However, there are some people — and I am one of them — who choose not to use the words faith alone to describe the idea that justification is God’s work without any additional activities from man to complete the process. Salvation is God’s grace alone. It is a ‘gift of God, lest any man should boast.’”

Bret responds,

1.) Note the seeming confusion here. The author roundly affirms that Salvation is God’s grace alone but he is uncomfortable with the idea that this Grace alone salvation should be characterized by a Justification that is by faith alone. Is it possible to have a grace alone salvation that doesn’t include a justification by faith alone? Are we to believe that grace alone Salvation is possible without a faith alone justification?

2.) That word “However” leading off the second paragraph is huge. With that “However” the author has informed us that he is going to take exception to the idea of “justification by faith alone.” Now, it is true enough that the author will insist that what he is offering instead is also gracious but keep in mind that every theology that excuses itself from “justification by faith alone,” also insists that their theology is gracious. I grew up and studied in the Arminian scheme of theology and they will tell you that their soteriology (doctrine of salvation) is gracious.

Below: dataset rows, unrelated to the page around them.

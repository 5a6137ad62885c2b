use enumerate::*;
use std::ffi::CString;

#[test]
fn fixed_array_by_value_and_reference() {
    let a = [10, 20, 30];
    let by_ref: Vec<_> = enumerate(&a).into_iter().map(|i| (i.index, *i.value)).collect();
    assert_eq!(by_ref, [(0, 10), (1, 20), (2, 30)]);

    let e = enumerate(a);
    assert_eq!(e.category(), Category::FixedArray);
    let by_value: Vec<_> = e.into_iter().map(Indexed::into_pair).collect();
    assert_eq!(by_value, [(0, 10), (1, 20), (2, 30)]);
}

#[test]
fn fixed_array_mutation() {
    let mut a = [1.0f32; 4];
    for item in enumerate(&mut a) {
        *item.value += item.index as f32;
    }
    assert_eq!(a, [1.0, 2.0, 3.0, 4.0]);
}

#[test]
fn fixed_array_with_bound() {
    let a = ['w', 'x', 'y', 'z'];
    let e = enumerate_with(&a, 2u8);
    assert_eq!(e.category(), Category::FixedArray);
    assert_eq!(e.limit(), Some(2));
    assert_eq!(e.into_iter().map(|i| *i.value).collect::<String>(), "wx");
}

#[test]
fn variadic_pack_is_an_array() {
    let e = enumerate!(0, 10, 20, 30, 40);
    assert_eq!(e.category(), Category::VariadicArray);
    let out: Vec<_> = e.into_iter().map(Indexed::into_pair).collect();
    assert_eq!(out, [(0, 0), (1, 10), (2, 20), (3, 30), (4, 40)]);
}

#[test]
fn variadic_pack_of_references() {
    let (mut a, mut b) = (1, 2);
    for item in enumerate!(&mut a, &mut b) {
        *item.value *= 10;
    }
    assert_eq!((a, b), (10, 20));
}

#[test]
fn variadic_pack_forms() {
    let single = enumerate!(AsArray, "only");
    assert_eq!(single.into_iter().count(), 1);

    let wide = enumerate!(as i16; 'a', 'b', 'c');
    let last = wide.into_iter().last().map(Indexed::into_pair);
    assert_eq!(last, Some((2i16, 'c')));

    let explicit = enumerate!(as u64; AsArray, 5, 6,);
    assert_eq!(explicit.into_iter().map(|i| i.index).collect::<Vec<_>>(), [0u64, 1]);
}

#[test]
fn macro_forwards_single_sources() {
    let v = vec![7, 8];
    let e = enumerate!(&v);
    assert_eq!(e.category(), Category::Container);
    assert_eq!(e.into_iter().count(), 2);
}

#[test]
fn c_string_stops_at_terminator() {
    let e = enumerate(c"01234");
    assert_eq!(e.category(), Category::NullTerminatedString);
    let mut count = 0;
    for item in e {
        assert_eq!(*item.value, b'0' + item.index as u8);
        count += 1;
    }
    assert_eq!(count, 5);
}

#[test]
fn owned_c_string_borrowed() {
    let s = CString::new("hey").unwrap();
    let chars: Vec<char> = enumerate(s.as_c_str())
        .into_iter()
        .map(|i| char::from(*i.value))
        .collect();
    assert_eq!(chars, ['h', 'e', 'y']);
}

#[test]
fn raw_character_pointers() {
    let wide: Vec<u32> = "wide\0tail".chars().map(u32::from).collect();
    let n = unsafe { enumerate_raw(wide.as_ptr()) }.into_iter().count();
    assert_eq!(n, 4);

    let text: Vec<char> = "ab\0".chars().collect();
    let e = unsafe { enumerate_raw_as::<u8, _, _>(text.as_ptr()) };
    assert_eq!(e.category(), Category::NullTerminatedString);
    let out: Vec<_> = e.into_iter().map(|i| (i.index, *i.value)).collect();
    assert_eq!(out, [(0u8, 'a'), (1, 'b')]);

    let none = unsafe { enumerate_raw(std::ptr::null::<u8>()) };
    assert_eq!(none.into_iter().count(), 0);
}

#[test]
fn pointer_pair() {
    let v = [3usize, 1, 4, 1, 5];
    let range = v.as_ptr_range();
    let e = unsafe { enumerate_raw_with(range.start, range.end) };
    assert_eq!(e.category(), Category::IteratorPointerPair);
    let sum: usize = e.into_iter().map(|i| i.index * *i.value).sum();
    assert_eq!(sum, 1 + 8 + 3 + 20);
}

#[test]
fn mutable_pointer_pair() {
    let mut v = vec![0u8; 4];
    let range = v.as_mut_ptr_range();
    for item in unsafe { enumerate_raw_with(range.start, range.end) } {
        *item.value = item.index as u8 + 1;
    }
    assert_eq!(v, [1, 2, 3, 4]);
}

#[test]
fn empty_pointer_pair() {
    let v: [u16; 0] = [];
    let range = v.as_ptr_range();
    let e = unsafe { enumerate_raw_with(range.start, range.end) };
    assert_eq!(e.into_iter().count(), 0);
}

#[test]
fn pointer_with_count() {
    let v = [9, 8, 7, 6];
    let e = unsafe { enumerate_raw_with(v.as_ptr(), 3usize) };
    assert_eq!(e.category(), Category::PointerWithSize);
    let out: Vec<_> = e.into_iter().map(|i| *i.value).collect();
    assert_eq!(out, [9, 8, 7]);

    let zero = unsafe { enumerate_raw_with(std::ptr::null::<i32>(), 0usize) };
    assert_eq!(zero.into_iter().count(), 0);
}

#[test]
fn mutable_pointer_with_count() {
    let mut v = [1, 1, 1];
    let e = unsafe { enumerate_raw_as_with::<i32, _, _, _>(v.as_mut_ptr(), 2u8) };
    for item in e {
        *item.value += item.index;
    }
    assert_eq!(v, [1, 2, 1]);
}

#[test]
fn checked_pointer_forms() {
    let v = [1u8, 2, 3];
    let range = v.as_ptr_range();
    assert_eq!(
        unsafe { try_enumerate_raw_with(range.end, range.start) }.err(),
        Some(Error::InvertedRange { excess: 3 })
    );
    assert_eq!(
        unsafe { try_enumerate_raw_with(v.as_ptr(), -2i8) }.err(),
        Some(Error::NegativeBound { bound: -2 })
    );
    let ok = unsafe { try_enumerate_raw_with(range.start, range.end) };
    assert_eq!(ok.map(|e| e.into_iter().count()), Ok(3));
}
#![doc = include_str!("README.md")]

/// Make a plain struct enumerable field by field, classified as
/// [`Category::AggregateStruct`].
///
/// Implements [`Arity`], [`Aggregate`], [`Fields`] and [`FieldsMut`]. Fields
/// are visited in declaration order, each with its index.
///
/// ```
/// # use enumerate::*;
/// #[aggregate]
/// struct Point {
///     x: i32,
///     y: i32,
///     z: i32,
/// }
///
/// let mut p = Point { x: 1, y: 2, z: 3 };
/// enumerate(&mut p).each_mut(|index: usize, value: &mut i32| *value *= index as i32);
/// assert_eq!((p.x, p.y, p.z), (0, 2, 6));
///
/// let mut sum = 0;
/// enumerate_with(&p, 2usize).each(|_: usize, value: &i32| sum += value);
/// assert_eq!(sum, 2);
/// ```
///
/// Use `#[aggregate(krate = path)]` when this crate is re-exported under
/// another path.
pub use enumerate_macro::aggregate;

/// Emits the classification event of a newly built wrapper.
macro_rules! trace_classified {
    ($tag:ty, $limit:expr) => {
        #[cfg(feature = "tracing")]
        ::tracing::trace!(
            category = %<$tag as $crate::Tag>::CATEGORY,
            limit = ?$limit,
            "classified enumerate source"
        );
    };
}

mod classify;
mod each;
mod enumerated;
mod error;
mod index;
mod item;
mod iter;
pub mod sentinel;
mod string;
pub mod tag;

pub use classify::{Classify, ClassifyRaw, FixedArray, RangeLike};
pub use each::{Aggregate, Arity, Each, Fields, FieldsMut, TupleLike, Visitor, VisitorMut};
pub use enumerated::Enumerated;
pub use error::Error;
pub use index::Index;
pub use item::Indexed;
pub use iter::{Iter, Limit, Unbounded};
pub use sentinel::Sentinel;
pub use string::{Character, NulTerminated};
pub use tag::{Category, Tag};

/// Enumerates `source` with its natural index type.
///
/// Containers, iterators, fixed arrays, C strings, tuples and
/// [`aggregate`] structs are accepted; the [`Category`] is chosen at compile
/// time.
///
/// ```
/// # use enumerate::enumerate;
/// let mut v = vec![10, 20, 30];
/// for item in enumerate(&mut v) {
///     *item.value += item.index;
/// }
/// assert_eq!(v, [10, 21, 32]);
///
/// let s: Vec<_> = enumerate(c"01234")
///     .into_iter()
///     .map(|item| (item.index, *item.value))
///     .collect();
/// assert_eq!(s[3], (3, b'3'));
/// assert_eq!(s.len(), 5);
/// ```
#[inline]
pub fn enumerate<S, M>(source: S) -> <S as Classify<(), M>>::Output<<S as Classify<(), M>>::Size>
where
    S: Classify<(), M>,
    M: Tag,
{
    <S as Classify<(), M>>::classify(source, ())
}

/// Enumerates `source` with a second argument: an element-count bound, or a
/// [`Sentinel`] for an iterator.
///
/// A bound larger than the source is harmless; iteration stops at whichever
/// comes first.
///
/// ```
/// # use enumerate::enumerate_with;
/// let v = vec!['a', 'b', 'c', 'd'];
/// let firsts: Vec<_> = enumerate_with(&v, 2u32).into_iter().map(|i| *i.value).collect();
/// assert_eq!(firsts, ['a', 'b']);
///
/// let all = enumerate_with([1, 2], 10usize).into_iter().count();
/// assert_eq!(all, 2);
/// ```
#[inline]
pub fn enumerate_with<S, X, M>(
    source: S,
    second: X,
) -> <S as Classify<X, M>>::Output<<S as Classify<X, M>>::Size>
where
    S: Classify<X, M>,
    M: Tag,
{
    <S as Classify<X, M>>::classify(source, second)
}

/// [`enumerate`] with index type `I`.
///
/// ```
/// # use enumerate::enumerate_as;
/// let last = enumerate_as::<i8, _, _>(vec![(); 5]).into_iter().last();
/// assert_eq!(last.map(|i| i.index), Some(4i8));
/// ```
#[inline]
pub fn enumerate_as<I, S, M>(source: S) -> <S as Classify<(), M>>::Output<I>
where
    I: Index,
    S: Classify<(), M>,
    M: Tag,
{
    <S as Classify<(), M>>::classify(source, ())
}

/// [`enumerate_with`] with index type `I`.
#[inline]
pub fn enumerate_as_with<I, S, X, M>(source: S, second: X) -> <S as Classify<X, M>>::Output<I>
where
    I: Index,
    S: Classify<X, M>,
    M: Tag,
{
    <S as Classify<X, M>>::classify(source, second)
}

/// Checked [`enumerate_with`].
///
/// Negative bounds and inverted iterator spans are reported instead of
/// asserted. So are positions the index type cannot represent, whenever the
/// length of the source or the bound caps them: an unbounded iterator without
/// an upper size hint, or a user [`RangeLike`] without
/// [`known_len`](RangeLike::known_len), is only checked while iterating.
///
/// ```
/// # use enumerate::{try_enumerate_with, Error};
/// let v = [1, 2, 3];
/// assert_eq!(
///     try_enumerate_with(&v, -1i32).err(),
///     Some(Error::NegativeBound { bound: -1 })
/// );
/// assert!(try_enumerate_with(&v, 2i32).is_ok());
/// ```
#[inline]
pub fn try_enumerate_with<S, X, M>(
    source: S,
    second: X,
) -> Result<<S as Classify<X, M>>::Output<<S as Classify<X, M>>::Size>, Error>
where
    S: Classify<X, M>,
    M: Tag,
{
    <S as Classify<X, M>>::try_classify(source, second)
}

/// Checked [`enumerate_as_with`].
///
/// ```
/// # use enumerate::{try_enumerate_as_with, Error};
/// let wide = [0u8; 300];
/// assert!(try_enumerate_as_with::<u8, _, _, _>(&wide, 300usize).is_err());
/// assert!(try_enumerate_as_with::<u8, _, _, _>(&wide, 256usize).is_ok());
/// ```
#[inline]
pub fn try_enumerate_as_with<I, S, X, M>(
    source: S,
    second: X,
) -> Result<<S as Classify<X, M>>::Output<I>, Error>
where
    I: Index,
    S: Classify<X, M>,
    M: Tag,
{
    <S as Classify<X, M>>::try_classify(source, second)
}

/// Enumerates a terminated character run starting at `ptr`.
///
/// # Safety
///
/// See [`ClassifyRaw::classify_raw`]. The returned wrapper borrows the
/// characters for a caller-chosen lifetime `'a`.
///
/// ```
/// # use enumerate::enumerate_raw;
/// let wide: [u16; 3] = [104, 105, 0];
/// let n = unsafe { enumerate_raw(wide.as_ptr()) }.into_iter().count();
/// assert_eq!(n, 2);
/// ```
#[inline]
pub unsafe fn enumerate_raw<'a, P, M>(
    ptr: P,
) -> <P as ClassifyRaw<'a, (), M>>::Output<<P as ClassifyRaw<'a, (), M>>::Size>
where
    P: ClassifyRaw<'a, (), M>,
    M: Tag,
{
    unsafe { <P as ClassifyRaw<'a, (), M>>::classify_raw(ptr, ()) }
}

/// Enumerates the elements between two pointers, or `count` elements from one
/// pointer.
///
/// # Safety
///
/// See [`ClassifyRaw::classify_raw`].
///
/// ```
/// # use enumerate::enumerate_raw_with;
/// let mut v = [1, 2, 3, 4];
/// let range = v.as_mut_ptr_range();
/// for item in unsafe { enumerate_raw_with(range.start, range.end) } {
///     *item.value *= 2;
/// }
/// assert_eq!(v, [2, 4, 6, 8]);
///
/// let total: i32 = unsafe { enumerate_raw_with(v.as_ptr(), 3usize) }
///     .into_iter()
///     .map(|i| *i.value)
///     .sum();
/// assert_eq!(total, 12);
/// ```
#[inline]
pub unsafe fn enumerate_raw_with<'a, P, X, M>(
    ptr: P,
    second: X,
) -> <P as ClassifyRaw<'a, X, M>>::Output<<P as ClassifyRaw<'a, X, M>>::Size>
where
    P: ClassifyRaw<'a, X, M>,
    M: Tag,
{
    unsafe { <P as ClassifyRaw<'a, X, M>>::classify_raw(ptr, second) }
}

/// [`enumerate_raw`] with index type `I`.
///
/// # Safety
///
/// See [`ClassifyRaw::classify_raw`].
#[inline]
pub unsafe fn enumerate_raw_as<'a, I, P, M>(ptr: P) -> <P as ClassifyRaw<'a, (), M>>::Output<I>
where
    I: Index,
    P: ClassifyRaw<'a, (), M>,
    M: Tag,
{
    unsafe { <P as ClassifyRaw<'a, (), M>>::classify_raw(ptr, ()) }
}

/// [`enumerate_raw_with`] with index type `I`.
///
/// # Safety
///
/// See [`ClassifyRaw::classify_raw`].
#[inline]
pub unsafe fn enumerate_raw_as_with<'a, I, P, X, M>(
    ptr: P,
    second: X,
) -> <P as ClassifyRaw<'a, X, M>>::Output<I>
where
    I: Index,
    P: ClassifyRaw<'a, X, M>,
    M: Tag,
{
    unsafe { <P as ClassifyRaw<'a, X, M>>::classify_raw(ptr, second) }
}

/// Checked [`enumerate_raw_with`].
///
/// # Safety
///
/// See [`ClassifyRaw::try_classify_raw`].
///
/// ```
/// # use enumerate::{try_enumerate_raw_with, Error};
/// let v = [1, 2, 3];
/// let range = v.as_ptr_range();
/// let inverted = unsafe { try_enumerate_raw_with(range.end, range.start) };
/// assert_eq!(inverted.err(), Some(Error::InvertedRange { excess: 3 }));
/// ```
#[inline]
pub unsafe fn try_enumerate_raw_with<'a, P, X, M>(
    ptr: P,
    second: X,
) -> Result<<P as ClassifyRaw<'a, X, M>>::Output<<P as ClassifyRaw<'a, X, M>>::Size>, Error>
where
    P: ClassifyRaw<'a, X, M>,
    M: Tag,
{
    unsafe { <P as ClassifyRaw<'a, X, M>>::try_classify_raw(ptr, second) }
}

/// Enumerates a source, or an argument pack.
///
/// - `enumerate!(source)` is [`enumerate`]`(source)`.
/// - `enumerate!(a, b, c)` and `enumerate!(AsArray, a, ..)` collect same-typed
///   values into an array ([`Category::VariadicArray`]).
/// - `enumerate!(AsTuple, a, ..)` keeps values of any types as a tuple, visited
///   with [`Each::each`] ([`Category::VariadicTuple`]).
/// - A leading `as I;` selects the index type for any of the above.
///
/// ```
/// # use enumerate::{enumerate, Category};
/// let pairs: Vec<_> = enumerate!(0, 10, 20, 30, 40).into_iter().map(|i| i.into_pair()).collect();
/// assert_eq!(pairs, [(0, 0), (1, 10), (2, 20), (3, 30), (4, 40)]);
///
/// let single = enumerate!(AsArray, 'z');
/// assert_eq!(single.category(), Category::VariadicArray);
///
/// let mut names = Vec::new();
/// enumerate!(as u8; AsTuple, "one", "two").each(|index: u8, value: &&str| {
///     names.push(format!("{index}:{value}"));
/// });
/// assert_eq!(names, ["0:one", "1:two"]);
///
/// let v = vec![1, 2];
/// let last = enumerate!(as i64; &v).into_iter().last().map(|i| i.index);
/// assert_eq!(last, Some(1i64));
/// ```
#[macro_export]
macro_rules! enumerate {
    (as $index:ty; AsTuple $(, $value:expr)+ $(,)?) => {
        $crate::_imp::variadic_tuple(($($value,)+)).index_as::<$index>()
    };
    (as $index:ty; AsArray $(, $value:expr)+ $(,)?) => {
        $crate::_imp::variadic_array([$($value),+]).index_as::<$index>()
    };
    (as $index:ty; $source:expr $(,)?) => {
        $crate::enumerate_as::<$index, _, _>($source)
    };
    (as $index:ty; $($value:expr),+ $(,)?) => {
        $crate::_imp::variadic_array([$($value),+]).index_as::<$index>()
    };
    (AsTuple $(, $value:expr)+ $(,)?) => {
        $crate::_imp::variadic_tuple(($($value,)+))
    };
    (AsArray $(, $value:expr)+ $(,)?) => {
        $crate::_imp::variadic_array([$($value),+])
    };
    ($source:expr $(,)?) => {
        $crate::enumerate($source)
    };
    ($($value:expr),+ $(,)?) => {
        $crate::_imp::variadic_array([$($value),+])
    };
}

#[doc(hidden)]
pub mod _imp {
    use crate::{tag, Each, Enumerated, TupleLike, Unbounded};

    #[inline]
    pub fn variadic_array<T, const N: usize>(
        values: [T; N],
    ) -> Enumerated<[T; N], usize, tag::VariadicArray> {
        Enumerated::new(values, Unbounded)
    }

    #[inline]
    pub fn variadic_tuple<S: TupleLike>(values: S) -> Each<S, usize, tag::VariadicTuple> {
        Each::new(values, None)
    }
}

They will speak of salvation by grace alone but when they finish defining their salvation by grace alone it is synergistic through and through. The same is true of Lutherans, Reformed Baptists, Roman Catholics and unfortunately even some Reformed folks. For all of them there is a point of synergism in their soteriology.

HI

When you read the Scriptures you only find the words faith alone together in one place, and that’s in the book of James (2:24): “You see that a person is justified by works and not by faith alone.” Here you see the phrase is used negatively: you are not saved by faith alone.”

Bret

1.) Romans 4:5 teaches that faith alone justifies the person. James 2:24, in context, is teaching that works justifies a person’s claim to faith. St. Paul teaches that a living faith, that reveals it’s aliveness by resting in “Christ alone,” is the kind of faith that justifies. St. James teaches that a living faith, that reveals it’s aliveness by working out salvation in fear and trembling, is the kind of faith the demonstrates the presence of a living faith that has justified. What is not being taught by James is that our justification is contingent or dependent upon our meritorious or our non-meritorious works.

2.) It is interesting to note that all non Reformed people immediately run to the James passage to prove that “justification by faith alone” is not true. And that passage does prove that “justification by faith alone” is not true as long as you take it out of the context of Jame’s reasoning in that passage.

HI

“For it is not the hearers of the law who are righteous before God, but the doers of the law who will be justified.”

Bret

Here is Calvin’s treatment of Romans 2:13 cited above,

13. For the hearers of the law, etc. This anticipates an objection which the Jews might have adduced. As they had heard that the law was the rule of righteousness, (Deuteronomy 4:1,) they gloried in the mere knowledge of it: to obviate this mistake, he declares that the hearing of the law or any knowledge of it is of no such consequence, that any one should on that account lay claim to righteousness, but that works must be produced, according to this saying, “He who will do these shall live in them.” The import then of this verse is the following, — “That if righteousness be sought from the law, the law must be fulfilled; for the righteousness of the law consists in the perfection of works.” They who pervert this passage for the purpose of building up justification by works, deserve most fully to be laughed at even by children. It is therefore improper and beyond what is needful, to introduce here a long discussion on the subject, with the view of exposing so futile a sophistry: for the Apostle only urges here on the Jews what he had mentioned, the decision of the law, — That by the law they could not be justified, except they fulfilled the law, that if they transgressed it, a curse was instantly pronounced on them. Now we do not deny but that perfect righteousness is prescribed in the law: but as all are convicted of transgression, we say that another righteousness must be sought. Still more, we can prove from this passage that no one is justified by works; for if they alone are justified by the law who fulfill the law, it follows that no one is justified; for no one can be found who can boast of having fulfilled the law

HI

In his disagreement with the Roman Catholic Church, Luther correctly saw that there was a problem with its view of justification. Selling indulges was just a crass, money-making program that effectively promised easy salvation as a consequence of doing very little. But it was a works-based system that required man’s active cooperation with God to make salvation complete. It had an implicit view that somehow sin would be forgiven because of the payment of money. Luther made sure the whole world knew this was a wrong view of what the Bible taught.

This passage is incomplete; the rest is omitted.